CC The titles I give my paintings are like a key that gives access to the meaning of the work but the key sometimes doesn't open the right door (laughs). And that is exactly what I intend to do, because I also want the work to remain somewhat elusive and inaccessible. I was inspired by the book 'Painting as an Art' from 1987 in which philosopher Richard Wollheim stretches the boundaries of philosophy, psychology and art history to arrive at a broader, actually all-encompassing view of art. Wollheim believed that you have to involve the creative and psychological or philosophical process that underlies a work of art in order to get to the exact meaning of a work of art.
MK How does a work arise in your head and how do you proceed once an idea has matured?
CC An idea can be created by all sorts of things, for example by aligning shapes that I discover through working with Photoshop and Illustrator. But many ideas were born from the practice of drawing in my sketchbooks (‘diaries’).
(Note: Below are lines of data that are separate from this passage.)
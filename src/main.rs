use clap::Parser;
use crabe_arena::{
    config::MatchConfig,
    launch_match,
    scheduler::Scheduler,
    sinks::log_sink::LogSink,
    strategies::{builtin, BUILTIN_NAMES},
    telemetry::TracingTelemetry,
    world::FieldState,
};
use std::{error::Error, path::PathBuf, sync::Arc};
use tokio::select;
use tracing::{info, warn};
use tracing_subscriber::EnvFilter;

/// Runs a match between built-in strategies on a static kickoff field, logging
/// every command instead of driving robots.
#[derive(Parser, Debug)]
#[command(version, about)]
struct Args {
    /// JSON match config, flags below override it
    #[arg(long)]
    config: Option<PathBuf>,

    /// strategy per robot, in order: blue 1, blue 2, yellow 1, yellow 2
    #[arg(
        long = "team",
        default_values = ["go_to_center", "go_to_center", "ball_chaser", "logging_chaser"]
    )]
    teams: Vec<String>,

    /// stop after this many ticks
    #[arg(long)]
    ticks: Option<u64>,

    #[arg(long)]
    period_ms: Option<u64>,

    #[arg(long)]
    deadline_ms: Option<u64>,
}

#[tokio::main]
async fn main() -> Result<(), Box<dyn Error>> {
    tracing_subscriber::fmt()
        .with_env_filter(
            EnvFilter::try_from_default_env().unwrap_or_else(|_| EnvFilter::new("crabe_arena=info")),
        )
        .init();

    let args = Args::parse();
    let mut config = match &args.config {
        Some(path) => MatchConfig::from_file(path)?,
        None => MatchConfig::default(),
    };
    if let Some(ticks) = args.ticks {
        config.max_ticks = Some(ticks);
    }
    if let Some(period_ms) = args.period_ms {
        config.tick_period_ms = period_ms;
    }
    if let Some(deadline_ms) = args.deadline_ms {
        config.slot_deadline_ms = deadline_ms;
    }
    config.validate()?;

    let field = FieldState::kickoff();
    let robots = field.robots();
    if args.teams.len() > robots.len() {
        warn!(
            "{} strategies given for {} robots, extra ones are ignored",
            args.teams.len(),
            robots.len()
        );
    }

    let mut scheduler = Scheduler::new(&config).with_telemetry(Arc::new(TracingTelemetry));
    for (name, robot) in args.teams.iter().zip(robots) {
        let Some(source) = builtin(name) else {
            return Err(format!(
                "unknown strategy `{}`, available: {}",
                name,
                BUILTIN_NAMES.join(", ")
            )
            .into());
        };
        if let Err(e) = scheduler.register(source, robot).await {
            warn!("{}", e);
        }
    }
    scheduler.warm_all();

    let (stop, mut handle) = launch_match(scheduler, field, LogSink::new(), &config);
    let ticks = select! {
        played = &mut handle => played??,
        _ = tokio::signal::ctrl_c() => {
            info!("ctrl-c received, stopping the match");
            let _ = stop.send(());
            handle.await??
        }
    };
    info!(ticks, "match over");
    Ok(())
}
I then proceed to look for the right colours to arrive at a certain sensibility befitting those shapes and compositions. The presentation, the arrangement of the individual or duplicated elements, are the most important. In some way, they are like a wild horse that you should not rein in by wanting to control everything but by understanding why it behaves a certain way. Like Agnes Martin, I look for perfection in the imperfect, the not entirely controllable.
MK You come from Cuba and have been living in Ghent for a number of years now. You have attended art school and studied art history in Havana. Belgium is a country of great painters, both past and present. What is the influence of both countries, cultures and languages on your work?
CC In Cuba, the emphasis was on the narrative aspect both on the graphic education and the art academy. The approach was very classical. With an emphasis on the figurative. I found that less and less interesting. Many things were new to me here in Ghent. I had to familiarise myself with a new culture and new people. In addition, I had to learn a new language in order to communicate. With my work I am not looking for answers, rather I want to raise questions. Confusion is a good basis for that.
MK What can you tell us about the coming exhibition at PLUS ONE Gallery?
CC I am developing a kind of ‘new language’, a sort of unknown alphabet with no fixed number of characters and no legible meaning. The works I will show are part of an ongoing process. I created them in 2020 and will present them in dialogue with recent works.